> DATASET RECORDS
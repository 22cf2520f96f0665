use axum::{
    Json,
    http::StatusCode,
    response::{IntoResponse, Response},
};
use serde_json::json;
use tracing::error;

use crate::spotify::ApiError;

#[derive(Debug)]
pub enum BridgeError {
    BadRequest(String),
    Upstream(ApiError),
}

impl From<ApiError> for BridgeError {
    fn from(err: ApiError) -> Self {
        BridgeError::Upstream(err)
    }
}

impl IntoResponse for BridgeError {
    fn into_response(self) -> Response {
        let (status, message) = match self {
            BridgeError::BadRequest(message) => (StatusCode::BAD_REQUEST, message),
            BridgeError::Upstream(ApiError::Unauthorized) => (
                StatusCode::UNAUTHORIZED,
                "Spotify rejected the access token".to_string(),
            ),
            BridgeError::Upstream(e) => {
                error!(error = %e, "spotify request failed");
                (StatusCode::BAD_GATEWAY, "Spotify request failed".to_string())
            }
        };

        (status, Json(json!({ "error": message }))).into_response()
    }
}
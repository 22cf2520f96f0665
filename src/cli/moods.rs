use tabled::Table;

use crate::{moods, types::MoodTableRow};

use super::{Session, spinner};

pub async fn list_moods() {
    let session = Session::open().await;

    let pb = spinner("Fetching moods...");
    let names = session.discovery.moods().await;
    pb.finish_and_clear();

    let rows: Vec<MoodTableRow> = names
        .into_iter()
        .map(|mood| MoodTableRow {
            genres: moods::mood_genres(&mood).join(", "),
            mood,
        })
        .collect();

    let table = Table::new(rows);
    println!("{}", table);
}
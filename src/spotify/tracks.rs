use super::{ApiError, client::SpotifyClient};
use crate::{
    management::{TokenRefresher, TokenStore},
    types::{AudioFeatures, SpotifyTrack, Track},
};

/// Fetches one track from the Web API `/tracks/{id}` endpoint.
///
/// # Arguments
///
/// * `client` - Authorized Web API client
/// * `id` - Spotify track id, path-encoded before use
///
/// # Returns
///
/// The track in the application's [`Track`] shape. Artist names are joined
/// with `", "` and the album cover is the first listed image.
pub async fn get_track<S, R>(client: &SpotifyClient<S, R>, id: &str) -> Result<Track, ApiError>
where
    S: TokenStore + Sync,
    R: TokenRefresher + Sync,
{
    let track: SpotifyTrack = client
        .get_json(&format!("/tracks/{}", urlencoding::encode(id)))
        .await?;
    Ok(track.into())
}

/// Energy, valence, danceability and tempo of one track.
pub async fn get_audio_features<S, R>(
    client: &SpotifyClient<S, R>,
    id: &str,
) -> Result<AudioFeatures, ApiError>
where
    S: TokenStore + Sync,
    R: TokenRefresher + Sync,
{
    client
        .get_json(&format!("/audio-features/{}", urlencoding::encode(id)))
        .await
}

> ASSIGNED TASK
How many lines of the material above have the word "SpotifyClient" in them? Give only that number.

> TASK RESULT
3